Beginning with the first line of the data below, reproduce every line unchanged, ending with the line that holds "let mut escaped".

Data to process START

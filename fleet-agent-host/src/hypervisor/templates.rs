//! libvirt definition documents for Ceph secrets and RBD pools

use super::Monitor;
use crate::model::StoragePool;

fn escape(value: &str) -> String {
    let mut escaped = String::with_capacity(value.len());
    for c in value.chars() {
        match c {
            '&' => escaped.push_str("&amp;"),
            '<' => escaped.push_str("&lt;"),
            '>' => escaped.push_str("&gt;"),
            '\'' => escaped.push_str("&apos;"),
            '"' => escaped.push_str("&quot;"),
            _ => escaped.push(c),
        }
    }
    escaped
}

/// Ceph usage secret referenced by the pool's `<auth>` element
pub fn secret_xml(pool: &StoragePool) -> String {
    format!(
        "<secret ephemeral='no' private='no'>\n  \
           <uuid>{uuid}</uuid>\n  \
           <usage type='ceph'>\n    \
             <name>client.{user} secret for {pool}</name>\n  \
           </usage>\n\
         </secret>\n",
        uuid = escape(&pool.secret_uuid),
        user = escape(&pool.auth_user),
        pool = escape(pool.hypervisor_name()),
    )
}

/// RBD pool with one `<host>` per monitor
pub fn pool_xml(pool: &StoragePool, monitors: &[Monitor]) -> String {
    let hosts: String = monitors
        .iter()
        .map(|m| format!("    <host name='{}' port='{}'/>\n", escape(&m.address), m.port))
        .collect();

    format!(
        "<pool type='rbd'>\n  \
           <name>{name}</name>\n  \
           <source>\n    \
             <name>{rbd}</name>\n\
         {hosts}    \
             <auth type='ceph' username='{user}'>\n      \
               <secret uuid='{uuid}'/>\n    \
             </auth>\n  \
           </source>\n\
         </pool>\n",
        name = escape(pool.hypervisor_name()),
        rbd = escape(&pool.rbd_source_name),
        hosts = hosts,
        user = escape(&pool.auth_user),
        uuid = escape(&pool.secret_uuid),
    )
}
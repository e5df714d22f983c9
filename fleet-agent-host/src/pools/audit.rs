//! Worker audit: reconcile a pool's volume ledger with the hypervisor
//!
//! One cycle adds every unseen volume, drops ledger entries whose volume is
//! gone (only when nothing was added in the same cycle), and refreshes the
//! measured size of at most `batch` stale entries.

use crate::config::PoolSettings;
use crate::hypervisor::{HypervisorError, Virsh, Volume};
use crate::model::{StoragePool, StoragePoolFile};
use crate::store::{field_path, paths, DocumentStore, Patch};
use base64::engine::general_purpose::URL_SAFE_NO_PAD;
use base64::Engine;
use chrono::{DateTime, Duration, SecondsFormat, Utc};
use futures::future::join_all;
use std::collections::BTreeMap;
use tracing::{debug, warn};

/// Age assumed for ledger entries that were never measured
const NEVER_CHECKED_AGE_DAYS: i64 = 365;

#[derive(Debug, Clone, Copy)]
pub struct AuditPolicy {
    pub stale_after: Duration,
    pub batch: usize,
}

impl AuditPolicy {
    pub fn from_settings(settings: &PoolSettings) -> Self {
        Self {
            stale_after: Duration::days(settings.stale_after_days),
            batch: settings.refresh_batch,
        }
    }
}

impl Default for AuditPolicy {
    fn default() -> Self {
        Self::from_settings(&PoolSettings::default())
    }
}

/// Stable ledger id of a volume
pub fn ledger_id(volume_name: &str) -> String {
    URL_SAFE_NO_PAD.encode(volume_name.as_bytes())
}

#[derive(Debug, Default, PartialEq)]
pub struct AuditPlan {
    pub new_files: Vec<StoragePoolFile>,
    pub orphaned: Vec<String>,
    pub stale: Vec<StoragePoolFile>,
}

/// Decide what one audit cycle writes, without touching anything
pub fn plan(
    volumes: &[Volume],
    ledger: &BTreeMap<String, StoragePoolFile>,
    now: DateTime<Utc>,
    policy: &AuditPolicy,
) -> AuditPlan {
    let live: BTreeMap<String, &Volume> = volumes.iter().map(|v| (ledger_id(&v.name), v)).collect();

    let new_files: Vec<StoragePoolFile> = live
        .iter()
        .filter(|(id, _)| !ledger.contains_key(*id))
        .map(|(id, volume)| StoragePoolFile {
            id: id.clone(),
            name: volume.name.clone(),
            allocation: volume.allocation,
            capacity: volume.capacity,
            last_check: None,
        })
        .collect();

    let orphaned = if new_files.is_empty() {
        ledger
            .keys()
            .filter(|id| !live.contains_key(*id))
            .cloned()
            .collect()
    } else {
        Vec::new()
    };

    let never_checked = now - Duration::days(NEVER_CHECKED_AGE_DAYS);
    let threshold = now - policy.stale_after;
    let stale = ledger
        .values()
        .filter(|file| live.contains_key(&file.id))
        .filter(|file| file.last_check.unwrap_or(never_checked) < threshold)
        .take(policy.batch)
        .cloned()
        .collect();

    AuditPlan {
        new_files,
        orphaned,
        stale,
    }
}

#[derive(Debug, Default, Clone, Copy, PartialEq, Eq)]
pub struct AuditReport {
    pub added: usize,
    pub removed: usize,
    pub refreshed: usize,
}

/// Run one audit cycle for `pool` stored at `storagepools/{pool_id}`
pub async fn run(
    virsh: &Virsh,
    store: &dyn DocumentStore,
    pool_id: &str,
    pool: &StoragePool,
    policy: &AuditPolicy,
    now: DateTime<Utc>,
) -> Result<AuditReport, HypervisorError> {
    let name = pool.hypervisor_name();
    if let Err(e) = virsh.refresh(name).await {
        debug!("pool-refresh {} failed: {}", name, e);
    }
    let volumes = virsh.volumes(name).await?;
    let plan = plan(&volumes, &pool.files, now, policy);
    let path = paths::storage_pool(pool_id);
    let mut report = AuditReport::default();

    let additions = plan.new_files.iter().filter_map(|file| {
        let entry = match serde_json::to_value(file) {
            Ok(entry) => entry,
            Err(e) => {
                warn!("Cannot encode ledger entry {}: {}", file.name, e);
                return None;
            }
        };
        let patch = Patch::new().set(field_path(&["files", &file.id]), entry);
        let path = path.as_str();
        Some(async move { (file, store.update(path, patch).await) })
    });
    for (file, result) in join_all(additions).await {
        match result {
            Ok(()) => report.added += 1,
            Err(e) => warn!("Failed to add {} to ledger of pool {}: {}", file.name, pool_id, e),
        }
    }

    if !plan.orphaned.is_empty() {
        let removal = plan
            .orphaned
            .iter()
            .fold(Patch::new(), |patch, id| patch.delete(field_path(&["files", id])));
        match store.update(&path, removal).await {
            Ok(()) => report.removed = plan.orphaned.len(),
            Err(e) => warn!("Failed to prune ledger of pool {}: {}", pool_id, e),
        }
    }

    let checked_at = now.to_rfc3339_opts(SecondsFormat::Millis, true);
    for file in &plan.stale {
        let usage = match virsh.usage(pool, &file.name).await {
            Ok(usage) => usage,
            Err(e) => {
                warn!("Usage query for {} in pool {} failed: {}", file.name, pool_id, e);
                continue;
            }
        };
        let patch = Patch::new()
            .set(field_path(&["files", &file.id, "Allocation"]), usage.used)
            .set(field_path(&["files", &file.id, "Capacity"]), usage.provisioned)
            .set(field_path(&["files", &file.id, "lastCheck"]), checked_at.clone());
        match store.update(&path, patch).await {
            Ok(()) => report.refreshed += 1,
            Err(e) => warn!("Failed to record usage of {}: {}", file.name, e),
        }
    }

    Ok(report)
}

Data to process END

Solution to this task »
filename fleet-agent-host/src/hypervisor/templates.rs
//! libvirt definition documents for Ceph secrets and RBD pools

use super::Monitor;
use crate::model::StoragePool;

fn escape(value: &str) -> String {
    let mut escaped = String::with_capacity(value.len());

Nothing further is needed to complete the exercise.